**Action item**
In the lines below, count those containing the word "NotFound" and give the number alone.

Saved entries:

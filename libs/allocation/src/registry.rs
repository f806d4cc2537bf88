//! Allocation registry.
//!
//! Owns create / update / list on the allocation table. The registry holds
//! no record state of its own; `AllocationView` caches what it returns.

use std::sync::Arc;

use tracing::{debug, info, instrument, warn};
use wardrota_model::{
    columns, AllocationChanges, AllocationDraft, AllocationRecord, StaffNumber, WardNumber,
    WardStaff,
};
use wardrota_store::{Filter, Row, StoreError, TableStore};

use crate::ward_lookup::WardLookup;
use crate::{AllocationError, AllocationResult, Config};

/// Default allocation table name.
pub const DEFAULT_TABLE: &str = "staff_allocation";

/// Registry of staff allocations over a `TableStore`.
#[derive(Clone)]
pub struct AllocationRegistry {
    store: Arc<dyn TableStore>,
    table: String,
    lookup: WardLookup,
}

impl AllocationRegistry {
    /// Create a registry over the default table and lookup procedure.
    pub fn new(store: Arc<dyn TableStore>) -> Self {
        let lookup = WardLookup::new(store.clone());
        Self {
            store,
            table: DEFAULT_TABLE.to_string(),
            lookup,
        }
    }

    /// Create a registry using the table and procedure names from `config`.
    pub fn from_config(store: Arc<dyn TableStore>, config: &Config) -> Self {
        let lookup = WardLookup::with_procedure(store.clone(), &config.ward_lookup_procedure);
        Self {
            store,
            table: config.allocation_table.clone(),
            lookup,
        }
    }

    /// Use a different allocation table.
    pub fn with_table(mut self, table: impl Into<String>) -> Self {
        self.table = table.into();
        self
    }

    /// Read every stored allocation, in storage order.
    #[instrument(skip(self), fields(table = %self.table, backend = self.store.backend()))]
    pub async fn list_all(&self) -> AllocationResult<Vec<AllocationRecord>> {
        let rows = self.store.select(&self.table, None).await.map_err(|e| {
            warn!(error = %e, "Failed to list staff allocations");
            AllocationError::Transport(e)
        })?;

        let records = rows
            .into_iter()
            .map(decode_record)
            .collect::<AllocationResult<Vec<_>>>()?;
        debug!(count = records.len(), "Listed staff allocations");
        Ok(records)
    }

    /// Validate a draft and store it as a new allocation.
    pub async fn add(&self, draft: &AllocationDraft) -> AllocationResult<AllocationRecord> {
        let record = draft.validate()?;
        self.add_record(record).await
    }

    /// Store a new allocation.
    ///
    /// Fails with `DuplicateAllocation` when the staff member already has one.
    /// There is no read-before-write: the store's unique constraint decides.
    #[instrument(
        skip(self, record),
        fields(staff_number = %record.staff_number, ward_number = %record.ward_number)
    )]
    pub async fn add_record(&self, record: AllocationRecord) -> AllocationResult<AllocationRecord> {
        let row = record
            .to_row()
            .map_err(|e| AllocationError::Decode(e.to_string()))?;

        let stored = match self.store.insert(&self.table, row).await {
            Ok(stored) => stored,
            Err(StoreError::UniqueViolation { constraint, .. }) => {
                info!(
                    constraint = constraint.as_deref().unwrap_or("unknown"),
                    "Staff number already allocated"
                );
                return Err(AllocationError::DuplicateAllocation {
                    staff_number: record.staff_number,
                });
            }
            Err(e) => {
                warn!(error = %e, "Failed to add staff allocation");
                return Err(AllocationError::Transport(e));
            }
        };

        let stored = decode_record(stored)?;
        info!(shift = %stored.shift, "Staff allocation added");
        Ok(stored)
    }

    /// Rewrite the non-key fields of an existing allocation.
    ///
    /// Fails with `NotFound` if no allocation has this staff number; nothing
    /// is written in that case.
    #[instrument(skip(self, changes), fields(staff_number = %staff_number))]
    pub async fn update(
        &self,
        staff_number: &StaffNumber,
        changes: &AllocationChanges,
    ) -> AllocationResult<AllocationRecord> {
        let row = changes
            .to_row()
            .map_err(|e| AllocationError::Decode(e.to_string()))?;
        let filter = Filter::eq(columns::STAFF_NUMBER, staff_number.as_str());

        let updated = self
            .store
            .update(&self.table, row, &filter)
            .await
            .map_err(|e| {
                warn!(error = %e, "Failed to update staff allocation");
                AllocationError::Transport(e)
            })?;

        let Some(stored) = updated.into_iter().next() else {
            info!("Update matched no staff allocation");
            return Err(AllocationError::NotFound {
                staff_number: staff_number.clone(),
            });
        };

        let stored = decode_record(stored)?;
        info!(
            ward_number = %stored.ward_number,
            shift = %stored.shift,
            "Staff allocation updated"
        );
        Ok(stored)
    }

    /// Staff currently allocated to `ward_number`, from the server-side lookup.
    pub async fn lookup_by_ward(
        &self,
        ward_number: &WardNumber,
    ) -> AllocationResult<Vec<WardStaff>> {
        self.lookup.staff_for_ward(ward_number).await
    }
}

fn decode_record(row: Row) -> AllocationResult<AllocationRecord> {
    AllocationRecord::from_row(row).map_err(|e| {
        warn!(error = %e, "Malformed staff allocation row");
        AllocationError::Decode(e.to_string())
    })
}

* * *

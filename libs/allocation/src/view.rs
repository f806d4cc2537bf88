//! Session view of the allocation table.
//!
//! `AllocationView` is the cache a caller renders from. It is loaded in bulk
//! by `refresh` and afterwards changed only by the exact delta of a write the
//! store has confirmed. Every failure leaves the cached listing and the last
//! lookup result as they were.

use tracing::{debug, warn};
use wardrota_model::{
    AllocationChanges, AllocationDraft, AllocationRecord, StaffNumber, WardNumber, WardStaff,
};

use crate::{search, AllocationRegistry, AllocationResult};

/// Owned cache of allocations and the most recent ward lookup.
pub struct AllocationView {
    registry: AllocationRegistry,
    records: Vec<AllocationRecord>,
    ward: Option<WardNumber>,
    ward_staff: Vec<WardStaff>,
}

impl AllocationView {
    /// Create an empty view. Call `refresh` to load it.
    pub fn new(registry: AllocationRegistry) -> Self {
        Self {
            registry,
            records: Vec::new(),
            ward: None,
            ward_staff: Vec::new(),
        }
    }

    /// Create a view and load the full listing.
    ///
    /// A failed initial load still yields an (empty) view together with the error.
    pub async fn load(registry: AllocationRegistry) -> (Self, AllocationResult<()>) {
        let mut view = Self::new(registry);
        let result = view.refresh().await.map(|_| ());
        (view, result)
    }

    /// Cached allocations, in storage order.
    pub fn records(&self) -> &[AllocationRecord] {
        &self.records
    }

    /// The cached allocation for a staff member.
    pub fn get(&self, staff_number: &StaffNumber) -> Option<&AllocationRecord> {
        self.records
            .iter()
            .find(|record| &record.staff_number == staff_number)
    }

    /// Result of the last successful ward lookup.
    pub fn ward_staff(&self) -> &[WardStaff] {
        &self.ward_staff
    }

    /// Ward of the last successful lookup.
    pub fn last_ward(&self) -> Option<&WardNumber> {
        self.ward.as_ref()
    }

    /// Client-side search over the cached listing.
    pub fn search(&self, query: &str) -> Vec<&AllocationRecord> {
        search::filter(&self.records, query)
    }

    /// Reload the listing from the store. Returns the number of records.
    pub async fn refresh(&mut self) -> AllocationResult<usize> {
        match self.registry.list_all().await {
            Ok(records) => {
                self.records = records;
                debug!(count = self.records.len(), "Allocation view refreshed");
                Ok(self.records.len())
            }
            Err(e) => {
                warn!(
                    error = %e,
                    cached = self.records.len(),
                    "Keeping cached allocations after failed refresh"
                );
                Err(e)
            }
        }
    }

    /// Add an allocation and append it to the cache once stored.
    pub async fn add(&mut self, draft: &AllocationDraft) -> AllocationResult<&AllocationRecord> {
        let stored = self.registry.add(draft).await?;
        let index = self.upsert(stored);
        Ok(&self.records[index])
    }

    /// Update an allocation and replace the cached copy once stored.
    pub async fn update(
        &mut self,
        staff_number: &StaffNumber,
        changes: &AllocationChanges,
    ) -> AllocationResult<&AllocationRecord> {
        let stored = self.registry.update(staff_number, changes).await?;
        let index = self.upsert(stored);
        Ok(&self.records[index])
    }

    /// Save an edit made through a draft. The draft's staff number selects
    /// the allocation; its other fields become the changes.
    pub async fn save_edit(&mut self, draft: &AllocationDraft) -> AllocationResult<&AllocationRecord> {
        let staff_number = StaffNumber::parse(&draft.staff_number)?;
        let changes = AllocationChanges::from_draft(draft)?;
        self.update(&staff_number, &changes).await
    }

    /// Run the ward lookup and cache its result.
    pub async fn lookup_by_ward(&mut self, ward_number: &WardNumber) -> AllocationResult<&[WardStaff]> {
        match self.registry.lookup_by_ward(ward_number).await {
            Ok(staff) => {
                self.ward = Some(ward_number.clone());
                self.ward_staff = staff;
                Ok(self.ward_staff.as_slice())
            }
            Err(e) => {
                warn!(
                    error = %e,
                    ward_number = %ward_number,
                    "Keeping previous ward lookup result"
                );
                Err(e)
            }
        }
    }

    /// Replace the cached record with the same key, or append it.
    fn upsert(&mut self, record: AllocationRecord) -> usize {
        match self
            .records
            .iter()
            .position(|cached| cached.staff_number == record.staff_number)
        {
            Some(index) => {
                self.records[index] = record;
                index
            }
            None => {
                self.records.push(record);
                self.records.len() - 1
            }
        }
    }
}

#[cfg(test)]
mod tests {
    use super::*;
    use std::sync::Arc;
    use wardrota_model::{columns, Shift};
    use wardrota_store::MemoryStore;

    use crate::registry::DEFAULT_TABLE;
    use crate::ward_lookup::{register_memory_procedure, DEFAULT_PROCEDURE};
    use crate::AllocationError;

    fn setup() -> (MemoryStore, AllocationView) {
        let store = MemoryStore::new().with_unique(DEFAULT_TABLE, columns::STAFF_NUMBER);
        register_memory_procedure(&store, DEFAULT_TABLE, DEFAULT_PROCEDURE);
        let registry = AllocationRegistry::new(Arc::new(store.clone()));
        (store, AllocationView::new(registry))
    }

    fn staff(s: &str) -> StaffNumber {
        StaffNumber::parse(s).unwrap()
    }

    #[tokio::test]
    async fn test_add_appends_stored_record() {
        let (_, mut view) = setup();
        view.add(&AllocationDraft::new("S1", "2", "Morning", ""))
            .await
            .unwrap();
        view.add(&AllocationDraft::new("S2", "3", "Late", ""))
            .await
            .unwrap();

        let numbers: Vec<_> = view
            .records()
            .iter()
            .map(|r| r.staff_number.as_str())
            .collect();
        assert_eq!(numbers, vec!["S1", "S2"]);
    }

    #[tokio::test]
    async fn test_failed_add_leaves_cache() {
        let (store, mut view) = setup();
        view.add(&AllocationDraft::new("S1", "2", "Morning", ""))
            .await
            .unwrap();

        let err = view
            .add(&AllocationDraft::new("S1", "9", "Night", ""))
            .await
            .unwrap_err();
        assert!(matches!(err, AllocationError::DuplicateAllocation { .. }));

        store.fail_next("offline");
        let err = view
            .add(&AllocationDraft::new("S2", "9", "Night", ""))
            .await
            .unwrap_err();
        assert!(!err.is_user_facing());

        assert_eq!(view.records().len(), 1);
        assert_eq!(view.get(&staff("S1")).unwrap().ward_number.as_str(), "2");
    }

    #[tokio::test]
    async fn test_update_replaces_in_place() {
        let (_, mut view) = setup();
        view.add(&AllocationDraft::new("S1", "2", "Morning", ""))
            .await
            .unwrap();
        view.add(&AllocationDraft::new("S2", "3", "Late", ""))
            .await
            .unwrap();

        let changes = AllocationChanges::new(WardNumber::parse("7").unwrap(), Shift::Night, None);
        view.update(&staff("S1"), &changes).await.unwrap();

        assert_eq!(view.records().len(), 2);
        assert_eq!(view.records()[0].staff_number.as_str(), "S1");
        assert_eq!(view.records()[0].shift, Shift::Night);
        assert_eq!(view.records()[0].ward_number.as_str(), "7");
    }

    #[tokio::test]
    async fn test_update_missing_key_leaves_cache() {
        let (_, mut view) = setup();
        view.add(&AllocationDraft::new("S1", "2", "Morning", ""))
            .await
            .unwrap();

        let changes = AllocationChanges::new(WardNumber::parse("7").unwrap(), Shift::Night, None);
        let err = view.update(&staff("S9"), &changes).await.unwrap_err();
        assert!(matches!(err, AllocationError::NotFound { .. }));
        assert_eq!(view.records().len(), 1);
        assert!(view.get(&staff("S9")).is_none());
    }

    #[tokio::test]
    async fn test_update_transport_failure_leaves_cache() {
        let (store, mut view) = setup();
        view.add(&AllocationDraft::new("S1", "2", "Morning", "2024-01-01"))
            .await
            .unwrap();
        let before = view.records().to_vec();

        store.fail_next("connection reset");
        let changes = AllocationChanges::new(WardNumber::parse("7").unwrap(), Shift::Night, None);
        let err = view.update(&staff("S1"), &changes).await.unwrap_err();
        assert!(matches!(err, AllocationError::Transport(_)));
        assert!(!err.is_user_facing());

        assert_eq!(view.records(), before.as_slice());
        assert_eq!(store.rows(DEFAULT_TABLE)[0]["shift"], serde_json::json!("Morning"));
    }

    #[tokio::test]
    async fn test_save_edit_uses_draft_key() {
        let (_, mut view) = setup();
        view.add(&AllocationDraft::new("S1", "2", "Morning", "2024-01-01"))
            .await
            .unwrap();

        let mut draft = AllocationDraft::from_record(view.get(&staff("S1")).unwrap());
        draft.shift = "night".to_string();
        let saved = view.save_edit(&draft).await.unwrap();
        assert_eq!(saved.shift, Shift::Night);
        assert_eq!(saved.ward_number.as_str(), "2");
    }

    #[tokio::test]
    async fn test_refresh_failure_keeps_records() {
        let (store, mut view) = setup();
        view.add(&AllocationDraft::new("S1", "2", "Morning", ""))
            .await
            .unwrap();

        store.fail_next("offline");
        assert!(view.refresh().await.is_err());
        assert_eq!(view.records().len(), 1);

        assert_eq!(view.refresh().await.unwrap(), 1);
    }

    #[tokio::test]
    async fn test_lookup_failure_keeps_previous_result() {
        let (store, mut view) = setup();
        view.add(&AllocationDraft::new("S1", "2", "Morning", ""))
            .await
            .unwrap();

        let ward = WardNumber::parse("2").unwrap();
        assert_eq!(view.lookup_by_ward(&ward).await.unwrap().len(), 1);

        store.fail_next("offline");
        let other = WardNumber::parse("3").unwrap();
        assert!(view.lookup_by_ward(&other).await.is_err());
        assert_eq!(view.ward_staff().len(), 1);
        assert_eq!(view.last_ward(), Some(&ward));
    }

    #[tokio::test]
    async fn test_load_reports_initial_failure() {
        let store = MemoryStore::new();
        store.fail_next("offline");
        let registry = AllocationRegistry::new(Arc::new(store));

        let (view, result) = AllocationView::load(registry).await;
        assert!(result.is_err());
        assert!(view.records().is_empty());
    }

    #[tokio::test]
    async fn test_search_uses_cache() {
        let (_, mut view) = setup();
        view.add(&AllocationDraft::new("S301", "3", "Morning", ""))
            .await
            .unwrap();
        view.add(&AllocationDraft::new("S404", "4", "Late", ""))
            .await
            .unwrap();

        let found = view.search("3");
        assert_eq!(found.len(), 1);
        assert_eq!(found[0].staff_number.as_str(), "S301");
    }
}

--

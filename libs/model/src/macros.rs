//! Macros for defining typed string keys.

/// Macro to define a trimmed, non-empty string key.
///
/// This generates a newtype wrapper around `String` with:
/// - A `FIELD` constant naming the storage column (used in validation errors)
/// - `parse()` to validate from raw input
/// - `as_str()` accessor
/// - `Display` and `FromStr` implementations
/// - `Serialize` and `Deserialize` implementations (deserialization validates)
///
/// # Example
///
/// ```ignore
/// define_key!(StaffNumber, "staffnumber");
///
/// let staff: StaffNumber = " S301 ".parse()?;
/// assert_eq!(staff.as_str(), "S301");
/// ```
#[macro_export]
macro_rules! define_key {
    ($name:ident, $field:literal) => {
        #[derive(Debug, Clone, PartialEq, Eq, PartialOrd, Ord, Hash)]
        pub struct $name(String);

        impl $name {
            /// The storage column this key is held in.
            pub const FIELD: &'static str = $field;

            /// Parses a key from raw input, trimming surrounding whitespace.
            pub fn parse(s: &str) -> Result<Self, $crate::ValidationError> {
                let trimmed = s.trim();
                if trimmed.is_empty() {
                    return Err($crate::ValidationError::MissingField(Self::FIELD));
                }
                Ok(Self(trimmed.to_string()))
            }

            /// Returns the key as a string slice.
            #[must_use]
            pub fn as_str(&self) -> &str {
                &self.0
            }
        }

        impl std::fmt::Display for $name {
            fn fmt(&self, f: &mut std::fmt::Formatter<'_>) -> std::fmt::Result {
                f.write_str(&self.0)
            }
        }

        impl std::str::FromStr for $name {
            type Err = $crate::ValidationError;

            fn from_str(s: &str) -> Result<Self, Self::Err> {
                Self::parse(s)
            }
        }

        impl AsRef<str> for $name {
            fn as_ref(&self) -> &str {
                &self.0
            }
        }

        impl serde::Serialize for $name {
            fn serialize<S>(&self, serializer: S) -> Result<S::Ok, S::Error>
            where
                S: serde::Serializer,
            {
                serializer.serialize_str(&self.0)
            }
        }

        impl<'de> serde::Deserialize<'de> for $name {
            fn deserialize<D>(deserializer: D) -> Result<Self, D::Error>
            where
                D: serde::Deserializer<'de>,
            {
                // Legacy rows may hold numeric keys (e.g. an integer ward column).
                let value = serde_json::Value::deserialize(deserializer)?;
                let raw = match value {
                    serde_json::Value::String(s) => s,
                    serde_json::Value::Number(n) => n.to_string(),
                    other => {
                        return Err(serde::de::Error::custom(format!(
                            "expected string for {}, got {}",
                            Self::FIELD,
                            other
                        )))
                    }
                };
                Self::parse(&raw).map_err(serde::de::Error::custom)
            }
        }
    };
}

**Task response**
3